== TASK TO CARRY OUT ==
From the records below, copy out exactly the lines from the one containing "pub fn read_rut(&mut" to the one containing "what was typed", both included. Add nothing else.
-*-
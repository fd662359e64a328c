//! Console input: prompting, validating and re-prompting.
//!
//! A [`LineSource`] produces raw lines. [`FieldReader`] keeps asking until a
//! line passes the rules for the requested field, reporting each rejection
//! through [`Output`].

use anyhow::{bail, Context, Result};
use std::fmt;
use std::io::{self, BufRead};

use crate::config::InputConfig;
use crate::domain::{patterns, Rut, NAME_MAX};
use crate::output::Output;
use crate::validator::{Validator, Violation};

/// Something that can show a prompt and read back one line.
pub trait LineSource {
    /// Show `prompt` and return the next line without its line terminator.
    fn read_line(&mut self, prompt: &str) -> Result<String>;
}

/// Ctrl+C was pressed while a prompt was waiting for input.
#[derive(Debug, Clone, Copy, PartialEq, Eq)]
pub struct Interrupted;

impl fmt::Display for Interrupted {
    fn fmt(&self, f: &mut fmt::Formatter<'_>) -> fmt::Result {
        write!(f, "input interrupted")
    }
}

impl std::error::Error for Interrupted {}

/// Interactive terminal prompts.
#[derive(Debug, Default)]
pub struct TerminalSource;

impl LineSource for TerminalSource {
    fn read_line(&mut self, prompt: &str) -> Result<String> {
        dialoguer::Input::<String>::new()
            .with_prompt(prompt)
            .allow_empty(true)
            .interact_text()
            .map_err(terminal_error)
    }
}

/// An interrupted read becomes [`Interrupted`]; anything else is a read failure.
fn terminal_error(err: dialoguer::Error) -> anyhow::Error {
    match err {
        dialoguer::Error::IO(source) if source.kind() == io::ErrorKind::Interrupted => {
            Interrupted.into()
        }
        dialoguer::Error::IO(source) => {
            anyhow::Error::new(source).context("Failed to read from terminal")
        }
    }
}

/// Lines from any buffered reader, with prompts written to an [`Output`].
///
/// Used for piped standard input and for scripted sessions in tests.
pub struct BufferedSource<R> {
    reader: R,
    output: Output,
}

impl<R: BufRead> BufferedSource<R> {
    pub fn new(reader: R, output: Output) -> Self {
        Self { reader, output }
    }
}

impl<R: BufRead> LineSource for BufferedSource<R> {
    fn read_line(&mut self, prompt: &str) -> Result<String> {
        self.output.prompt(prompt);

        // Bytes that are not UTF-8 are replaced so the field rules reject the line
        let mut bytes = Vec::new();
        let read = self
            .reader
            .read_until(b'\n', &mut bytes)
            .context("Failed to read input")?;
        if read == 0 {
            bail!("Input closed before a value was entered");
        }

        let line = String::from_utf8_lossy(&bytes);
        Ok(line.trim_end_matches(|c| c == '\n' || c == '\r').to_string())
    }
}

/// Fields with a dedicated format check.
#[derive(Debug, Clone, Copy, PartialEq, Eq)]
pub enum Field {
    FirstName,
    LastName,
    Rut,
    Phone,
    Email,
}

impl Field {
    pub fn label(self) -> &'static str {
        match self {
            Field::FirstName => "first name",
            Field::LastName => "last name",
            Field::Rut => "RUT",
            Field::Phone => "phone",
            Field::Email => "email",
        }
    }

    fn prompt(self) -> &'static str {
        match self {
            Field::FirstName => "Enter first name",
            Field::LastName => "Enter last name",
            Field::Rut => "Enter RUT (format 12345678-9)",
            Field::Phone => "Enter phone (format 912345678, without country code)",
            Field::Email => "Enter email",
        }
    }
}

/// Check a value typed for `field`.
pub fn field_violations(field: Field, value: &str, options: &InputConfig) -> Vec<Violation> {
    let validator = Validator::of(value)
        .named(field.label())
        .not_null()
        .not_empty();

    match field {
        Field::FirstName | Field::LastName => validator
            .matches(patterns::PERSON_NAME)
            .max_length(NAME_MAX)
            .into_violations(),
        Field::Rut => {
            let validator = validator.matches(patterns::RUT);
            if options.verify_rut_check_digit {
                validator
                    .check("a valid check digit", |v| Rut::new(v).has_valid_check_digit())
                    .into_violations()
            } else {
                validator.into_violations()
            }
        }
        Field::Phone => validator.matches(patterns::LOCAL_PHONE).into_violations(),
        Field::Email => validator.matches(patterns::EMAIL).into_violations(),
    }
}

/// Reads validated record fields from a [`LineSource`].
pub struct FieldReader<'a, S: LineSource + ?Sized> {
    source: &'a mut S,
    output: &'a Output,
    options: &'a InputConfig,
}

impl<'a, S: LineSource + ?Sized> FieldReader<'a, S> {
    pub fn new(source: &'a mut S, output: &'a Output, options: &'a InputConfig) -> Self {
        Self {
            source,
            output,
            options,
        }
    }

    /// First name, upper-cased
    pub fn read_first_name(&mut self) -> Result<String> {
        self.read_field(Field::FirstName, true)
    }

    /// Last name, upper-cased
    pub fn read_last_name(&mut self) -> Result<String> {
        self.read_field(Field::LastName, true)
    }

    pub fn read_rut(&mut self) -> Result<Rut> {
        self.read_field(Field::Rut, false).map(Rut::new)
    }

    pub fn read_phone(&mut self) -> Result<String> {
        self.read_field(Field::Phone, false)
    }

    pub fn read_email(&mut self) -> Result<String> {
        self.read_field(Field::Email, false)
    }

    /// Free text of at most `max` characters, upper-cased.
    ///
    /// The limit applies to the upper-cased text, which can be longer than
    /// what was typed (`ß` becomes `SS`).
    pub fn read_text(&mut self, label: &str, max: usize) -> Result<String> {
        let prompt = format!("Enter {}", label);
        self.read_until(&prompt, label, true, |value| {
            Validator::of(value)
                .not_null()
                .not_empty()
                .max_length(max)
                .is_valid()
        })
    }

    /// A salary strictly greater than zero
    pub fn read_salary(&mut self) -> Result<f64> {
        loop {
            let line = self.source.read_line("Enter salary")?;
            let salary = match line.trim().parse::<f64>() {
                Ok(value) if value.is_finite() => value,
                _ => {
                    self.output.warn("Salary must be a number.");
                    continue;
                }
            };

            if Validator::of(&salary).greater_than(0.0).is_valid() {
                return Ok(salary);
            }
            self.output.warn("Salary must be greater than 0.");
        }
    }

    /// Any integer; range checks are up to the caller
    pub fn read_number(&mut self, prompt: &str) -> Result<i64> {
        loop {
            let line = self.source.read_line(prompt)?;
            match line.trim().parse::<i64>() {
                Ok(number) => return Ok(number),
                Err(_) => self.output.warn("You must enter a number."),
            }
        }
    }

    fn read_field(&mut self, field: Field, uppercase: bool) -> Result<String> {
        let options = self.options;
        self.read_until(field.prompt(), field.label(), uppercase, |value| {
            field_violations(field, value, options).is_empty()
        })
    }

    /// Read until `accept` passes, checking the value as it will be stored.
    fn read_until(
        &mut self,
        prompt: &str,
        label: &str,
        uppercase: bool,
        accept: impl Fn(&str) -> bool,
    ) -> Result<String> {
        loop {
            let line = self.source.read_line(prompt)?;
            let value = if uppercase { self.normalize(line) } else { line };
            if accept(&value) {
                return Ok(value);
            }
            self.output.warn(&format!("Invalid {}. Try again.", label));
        }
    }

    fn normalize(&self, value: String) -> String {
        if self.options.uppercase {
            value.to_uppercase()
        } else {
            value
        }
    }
}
-*-
== REPLY ==
    pub fn read_rut(&mut self) -> Result<Rut> {
        self.read_field(Field::Rut, false).map(Rut::new)
    }

    pub fn read_phone(&mut self) -> Result<String> {
        self.read_field(Field::Phone, false)
    }

    pub fn read_email(&mut self) -> Result<String> {
        self.read_field(Field::Email, false)
    }

    /// Free text of at most `max` characters, upper-cased.
    ///
    /// The limit applies to the upper-cased text, which can be longer than
    /// what was typed (`ß` becomes `SS`).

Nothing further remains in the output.